Thursday, March 28, 2013

Pitiful Life

It can be really scary to be seen through. Im not talking about someone looking through and past you, but someone seeing past all your walls and into your very being.
We all have things we prefer to be kept in the shadows of our heart, things we are not proud of, things we wish never happened, things we cannot but help to feel.

And although we have a part of us that scream for someone to look at us and see our shadows, we still fear they will find something we dont want to share or we will try to retreat when they come near even though a voice says they will understand.

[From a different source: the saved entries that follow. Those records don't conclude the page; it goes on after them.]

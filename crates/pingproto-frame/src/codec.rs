use bytes::{Buf, BufMut, Bytes, BytesMut};

use crate::error::{FrameError, Result};

/// Frame header: magic (2) + payload length (2) + message ID (2) +
/// source device ID (1) + destination device ID (1) = 8 bytes.
pub const HEADER_SIZE: usize = 8;

/// Trailing checksum width.
pub const CHECKSUM_SIZE: usize = 2;

/// Magic bytes: "BR" (0x42 0x52).
pub const MAGIC: [u8; 2] = *b"BR";

/// Default maximum payload size: the full 16-bit length range.
///
/// The wire format cannot declare more; tighter caps are a [`FrameConfig`]
/// concern.
pub const DEFAULT_MAX_PAYLOAD: usize = u16::MAX as usize;

/// Parsed frame header.
#[derive(Debug, Clone, Copy, PartialEq, Eq)]
pub struct FrameHeader {
    /// Number of payload bytes following the header.
    pub payload_length: u16,
    /// Catalog ID selecting the payload layout.
    pub message_id: u16,
    /// Device that produced the frame (0 when unset).
    pub src_device_id: u8,
    /// Device the frame is addressed to (0 when unset).
    pub dst_device_id: u8,
}

impl FrameHeader {
    /// Parse the first 8 bytes of a frame.
    ///
    /// Fails with [`FrameError::InvalidMagic`] unless the buffer starts with
    /// the `B`,`R` pair.
    pub fn parse(bytes: &[u8]) -> Result<Self> {
        if bytes.len() < HEADER_SIZE {
            return Err(FrameError::TruncatedHeader { got: bytes.len() });
        }
        if bytes[0..2] != MAGIC {
            return Err(FrameError::InvalidMagic);
        }

        Ok(Self {
            payload_length: u16::from_le_bytes([bytes[2], bytes[3]]),
            message_id: u16::from_le_bytes([bytes[4], bytes[5]]),
            src_device_id: bytes[6],
            dst_device_id: bytes[7],
        })
    }

    /// Total wire size of the frame this header describes.
    pub fn frame_size(&self) -> usize {
        HEADER_SIZE + self.payload_length as usize + CHECKSUM_SIZE
    }

    /// Append the 8 header bytes to `dst`.
    pub fn write_to(&self, dst: &mut BytesMut) {
        dst.reserve(HEADER_SIZE);
        dst.put_slice(&MAGIC);
        dst.put_u16_le(self.payload_length);
        dst.put_u16_le(self.message_id);
        dst.put_u8(self.src_device_id);
        dst.put_u8(self.dst_device_id);
    }
}

/// 16-bit wrapping byte sum over `bytes`.
///
/// Integrity check against accidental corruption only — not cryptographic.
pub fn checksum(bytes: &[u8]) -> u16 {
    bytes
        .iter()
        .fold(0u16, |sum, &b| sum.wrapping_add(u16::from(b)))
}

/// Encode a complete frame into `dst`.
///
/// Wire format:
/// ```text
/// ┌────────────┬──────────┬──────────┬───────┬───────┬──────────┬────────────┐
/// │ Magic (2B) │ Length   │ Msg ID   │ Src   │ Dst   │ Payload  │ Checksum   │
/// │ 0x42 0x52  │ (2B LE)  │ (2B LE)  │ (1B)  │ (1B)  │ (Length) │ (2B LE)    │
/// │ "BR"       │          │          │       │       │          │            │
/// └────────────┴──────────┴──────────┴───────┴───────┴──────────┴────────────┘
/// ```
/// The checksum covers every header and payload byte.
pub fn encode_frame(
    message_id: u16,
    src_device_id: u8,
    dst_device_id: u8,
    payload: &[u8],
    dst: &mut BytesMut,
) -> Result<()> {
    if payload.len() > u16::MAX as usize {
        return Err(FrameError::PayloadTooLarge {
            size: payload.len(),
            max: u16::MAX as usize,
        });
    }

    let start = dst.len();
    dst.reserve(HEADER_SIZE + payload.len() + CHECKSUM_SIZE);
    let header = FrameHeader {
        payload_length: payload.len() as u16,
        message_id,
        src_device_id,
        dst_device_id,
    };
    header.write_to(dst);
    dst.put_slice(payload);
    let sum = checksum(&dst[start..]);
    dst.put_u16_le(sum);
    Ok(())
}

/// True iff `buffer` holds the complete frame `header` describes and its
/// trailing checksum matches the recomputed one.
pub fn is_complete_and_valid(header: &FrameHeader, buffer: &[u8]) -> bool {
    let body = HEADER_SIZE + header.payload_length as usize;
    if buffer.len() < body + CHECKSUM_SIZE {
        return false;
    }
    let stored = u16::from_le_bytes([buffer[body], buffer[body + 1]]);
    checksum(&buffer[..body]) == stored
}

/// A validated frame: parsed header plus payload bytes.
#[derive(Debug, Clone)]
pub struct Frame {
    /// The parsed header.
    pub header: FrameHeader,
    /// Payload bytes (layout per message ID).
    pub payload: Bytes,
}

impl Frame {
    /// Validate a complete frame buffer (header + payload + checksum) and
    /// split out the payload.
    pub fn from_buffer(mut buf: BytesMut) -> Result<Self> {
        let header = FrameHeader::parse(&buf)?;
        if buf.len() < header.frame_size() {
            return Err(FrameError::TruncatedFrame {
                need: header.frame_size(),
                got: buf.len(),
            });
        }

        let body = HEADER_SIZE + header.payload_length as usize;
        let stored = u16::from_le_bytes([buf[body], buf[body + 1]]);
        let computed = checksum(&buf[..body]);
        if stored != computed {
            return Err(FrameError::ChecksumMismatch { stored, computed });
        }

        buf.advance(HEADER_SIZE);
        buf.truncate(header.payload_length as usize);
        Ok(Self {
            header,
            payload: buf.freeze(),
        })
    }

    /// Catalog ID selecting the payload layout.
    pub fn message_id(&self) -> u16 {
        self.header.message_id
    }

    /// Payload bytes.
    pub fn payload(&self) -> &[u8] {
        self.payload.as_ref()
    }
}

/// Configuration for frame readers and writers.
#[derive(Debug, Clone)]
pub struct FrameConfig {
    /// Maximum accepted payload size in bytes. Default: 65535 (wire limit).
    pub max_payload_size: usize,
    /// Read timeout for blocking operations.
    pub read_timeout: Option<std::time::Duration>,
    /// Write timeout for blocking operations.
    pub write_timeout: Option<std::time::Duration>,
}

impl Default for FrameConfig {
    fn default() -> Self {
        Self {
            max_payload_size: DEFAULT_MAX_PAYLOAD,
            read_timeout: None,
            write_timeout: None,
        }
    }
}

Can we truly know what we want in this life? I know there are some things I truly wish i could do and have the power to do but its the fear that shapes a cage around me, fear of change and things i cannot control. So much in my life has made me unstable and when I think i found somethig or someone i feel safe with i love too hard and fast, which in turn makes me pull back and hope if the person i held onto will fly back to me. I tend to reject people before they have a chance to reject me. A bad habit i know and ive lost friends, my feelings have slowly chipped away towards other peoples feelings and i pity myself greatly.

Life has been tame but thats expected. Hopefully by the end of this year i will be emotionally stable in my new home and i will finally know if i am able to have kids....if i cant i dont know what i'll do but my family wont like it.

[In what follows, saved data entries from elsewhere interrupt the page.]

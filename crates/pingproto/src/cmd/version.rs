use crate::cmd::VersionArgs;
use crate::exit::{CliResult, SUCCESS};

pub fn run(args: VersionArgs) -> CliResult<i32> {
    if !args.extended {
        println!("pingproto {}", env!("CARGO_PKG_VERSION"));
        return Ok(SUCCESS);
    }

    println!("name: pingproto");
    println!("version: {}", env!("CARGO_PKG_VERSION"));
    println!(
        "target: {}",
        option_env!("PINGPROTO_BUILD_TARGET").unwrap_or("unknown")
    );
    println!("target_os: {}", std::env::consts::OS);
    println!("target_arch: {}", std::env::consts::ARCH);
    println!(
        "features: client={}, cli=true",
        cfg!(feature = "client")
    );

    Ok(SUCCESS)
}
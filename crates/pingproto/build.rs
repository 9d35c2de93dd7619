fn main() {
    if let Ok(target) = std::env::var("TARGET") {
        println!("cargo:rustc-env=PINGPROTO_BUILD_TARGET={target}");
    }
    println!("cargo:rerun-if-env-changed=TARGET");
}
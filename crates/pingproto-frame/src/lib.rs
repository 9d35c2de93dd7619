//! Ping sonar wire framing.
//!
//! This is the core value-add layer of pingproto. Every message on the wire
//! is framed with:
//! - Two magic bytes (`B`, `R`) for stream synchronization
//! - A 2-byte little-endian payload length
//! - A 2-byte little-endian message-type ID
//! - Source and destination device ID bytes
//! - A trailing 2-byte wrapping byte-sum checksum over header and payload
//!
//! No partial reads, no buffer management in user code.

pub mod codec;
pub mod error;
pub mod reader;
pub mod writer;

pub use codec::{
    checksum, encode_frame, is_complete_and_valid, Frame, FrameConfig, FrameHeader, CHECKSUM_SIZE,
    DEFAULT_MAX_PAYLOAD, HEADER_SIZE, MAGIC,
};
pub use error::{FrameError, Result};
pub use reader::FrameReader;
pub use writer::FrameWriter;
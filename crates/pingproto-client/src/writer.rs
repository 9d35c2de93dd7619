use std::io::Write;
use std::sync::mpsc::{self, Receiver, Sender, SyncSender};
use std::thread::JoinHandle;

use bytes::BytesMut;
use pingproto_frame::{FrameError, FrameWriter};
use tracing::{debug, warn};

use crate::error::{ClientError, Result};

enum WriteCommand {
    /// Write and report the byte count back through `reply`.
    Blocking {
        message_id: u16,
        payload: BytesMut,
        reply: SyncSender<std::result::Result<usize, FrameError>>,
    },
    /// Fire-and-forget write; failures are logged, not reported.
    Detached { message_id: u16, payload: BytesMut },
    /// Change the device IDs stamped into outgoing headers.
    SetDeviceIds { src: u8, dst: u8 },
    Shutdown,
}

/// Owns the background thread that performs all writes for a session.
///
/// Keeps writes independent of the read cycle: the reader never blocks on a
/// slow write and vice versa.
#[derive(Debug)]
pub(crate) struct WriterHandle {
    tx: Sender<WriteCommand>,
    thread: Option<JoinHandle<()>>,
}

impl WriterHandle {
    pub(crate) fn spawn<W: Write + Send + 'static>(
        writer: FrameWriter<W>,
    ) -> std::io::Result<Self> {
        let (tx, rx) = mpsc::channel();
        let thread = std::thread::Builder::new()
            .name("pingproto-writer".into())
            .spawn(move || writer_loop(writer, rx))?;
        Ok(Self {
            tx,
            thread: Some(thread),
        })
    }

    /// Write a frame and wait for the byte count.
    pub(crate) fn send_blocking(&self, message_id: u16, payload: BytesMut) -> Result<usize> {
        let (reply_tx, reply_rx) = mpsc::sync_channel(1);
        self.tx
            .send(WriteCommand::Blocking {
                message_id,
                payload,
                reply: reply_tx,
            })
            .map_err(|_| ClientError::WriterClosed)?;

        match reply_rx.recv() {
            Ok(result) => result.map_err(ClientError::from),
            Err(_) => Err(ClientError::WriterClosed),
        }
    }

    /// Enqueue a frame without waiting for completion.
    ///
    /// Failing to even enqueue means the writer thread is gone, which is
    /// fatal for the session.
    pub(crate) fn send_detached(&self, message_id: u16, payload: BytesMut) -> Result<()> {
        self.tx
            .send(WriteCommand::Detached {
                message_id,
                payload,
            })
            .map_err(|_| ClientError::WriterClosed)
    }

    pub(crate) fn set_device_ids(&self, src: u8, dst: u8) -> Result<()> {
        self.tx
            .send(WriteCommand::SetDeviceIds { src, dst })
            .map_err(|_| ClientError::WriterClosed)
    }
}

impl Drop for WriterHandle {
    fn drop(&mut self) {
        let _ = self.tx.send(WriteCommand::Shutdown);
        if let Some(thread) = self.thread.take() {
            let _ = thread.join();
        }
    }
}

fn writer_loop<W: Write>(mut writer: FrameWriter<W>, rx: Receiver<WriteCommand>) {
    for command in rx {
        match command {
            WriteCommand::Blocking {
                message_id,
                payload,
                reply,
            } => {
                let result = writer.send(message_id, &payload);
                let _ = reply.send(result);
            }
            WriteCommand::Detached {
                message_id,
                payload,
            } => {
                if let Err(err) = writer.send(message_id, &payload) {
                    warn!(%err, message_id, "detached write failed");
                }
            }
            WriteCommand::SetDeviceIds { src, dst } => writer.set_device_ids(src, dst),
            WriteCommand::Shutdown => break,
        }
    }
    debug!("writer thread exiting");
}

#[cfg(test)]
mod tests {
    use std::io::Cursor;
    use std::os::unix::net::UnixStream;
    use std::io::Read;

    use pingproto_frame::FrameReader;

    use super::*;

    #[test]
    fn blocking_send_reports_byte_count() {
        let (left, right) = UnixStream::pair().unwrap();
        let handle = WriterHandle::spawn(FrameWriter::new(left)).unwrap();

        let mut payload = BytesMut::new();
        payload.extend_from_slice(&5u16.to_le_bytes());
        let sent = handle.send_blocking(6, payload).unwrap();
        assert_eq!(sent, 12);

        let mut reader = FrameReader::new(right);
        let frame = reader.read_frame().unwrap();
        assert_eq!(frame.message_id(), 6);
    }

    #[test]
    fn detached_send_reaches_the_wire() {
        let (left, mut right) = UnixStream::pair().unwrap();
        let handle = WriterHandle::spawn(FrameWriter::new(left)).unwrap();

        handle.send_detached(2903, BytesMut::new()).unwrap();
        drop(handle); // joins the thread, flushing the queue

        let mut wire = [0u8; 10];
        right.read_exact(&mut wire).unwrap();
        assert_eq!(&wire[0..2], b"BR");
        assert_eq!(u16::from_le_bytes([wire[4], wire[5]]), 2903);
    }

    #[test]
    fn device_ids_apply_to_later_writes() {
        let (left, right) = UnixStream::pair().unwrap();
        let handle = WriterHandle::spawn(FrameWriter::new(left)).unwrap();

        handle.set_device_ids(1, 2).unwrap();
        let mut payload = BytesMut::new();
        payload.extend_from_slice(&5u16.to_le_bytes());
        handle.send_blocking(6, payload).unwrap();

        let mut reader = FrameReader::new(right);
        let frame = reader.read_frame().unwrap();
        assert_eq!(frame.header.src_device_id, 1);
        assert_eq!(frame.header.dst_device_id, 2);
    }

    #[test]
    fn send_after_shutdown_is_writer_closed() {
        let handle = WriterHandle::spawn(FrameWriter::new(Cursor::new(Vec::<u8>::new()))).unwrap();
        let orphan = WriterHandle {
            tx: handle.tx.clone(),
            thread: None,
        };
        // Stops the thread; the orphan handle's channel loses its receiver.
        drop(handle);

        let err = orphan.send_detached(1, BytesMut::new()).unwrap_err();
        assert!(matches!(err, ClientError::WriterClosed));
    }
}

I have been thinking of suicide lately, stroking my memories of how i'd do it i think thats how i'll leave this world but it is scary to never think again but sleep is so tempting, so beautiful to me that if my mother didnt depended on me right now i think i would do it. Yes i would still kill myself if my brothers were depending on me, of course id save up enough cash to leave behind for them but thats all. one brother hates this broken family and the other who is helping to break it has emotionally raped me when he gave me that "thing", never will i completly trust him again and i think he knows it.

i know my life may not be as cruel as others are but its my life and i feel pain too, i too have been through so much that even after so many years i still bear the pain strongly, i still cry when i think too much upon them. the other night when i had a panic attack i think a repressed memory or fear tried to take over, ive still yet to talk to momma about that, it was too strong and real to ignore.

I only wish i had someone who i could talk to about this without fear of them judging me in any way what so ever. Do i keep waiting or do i dare to hope?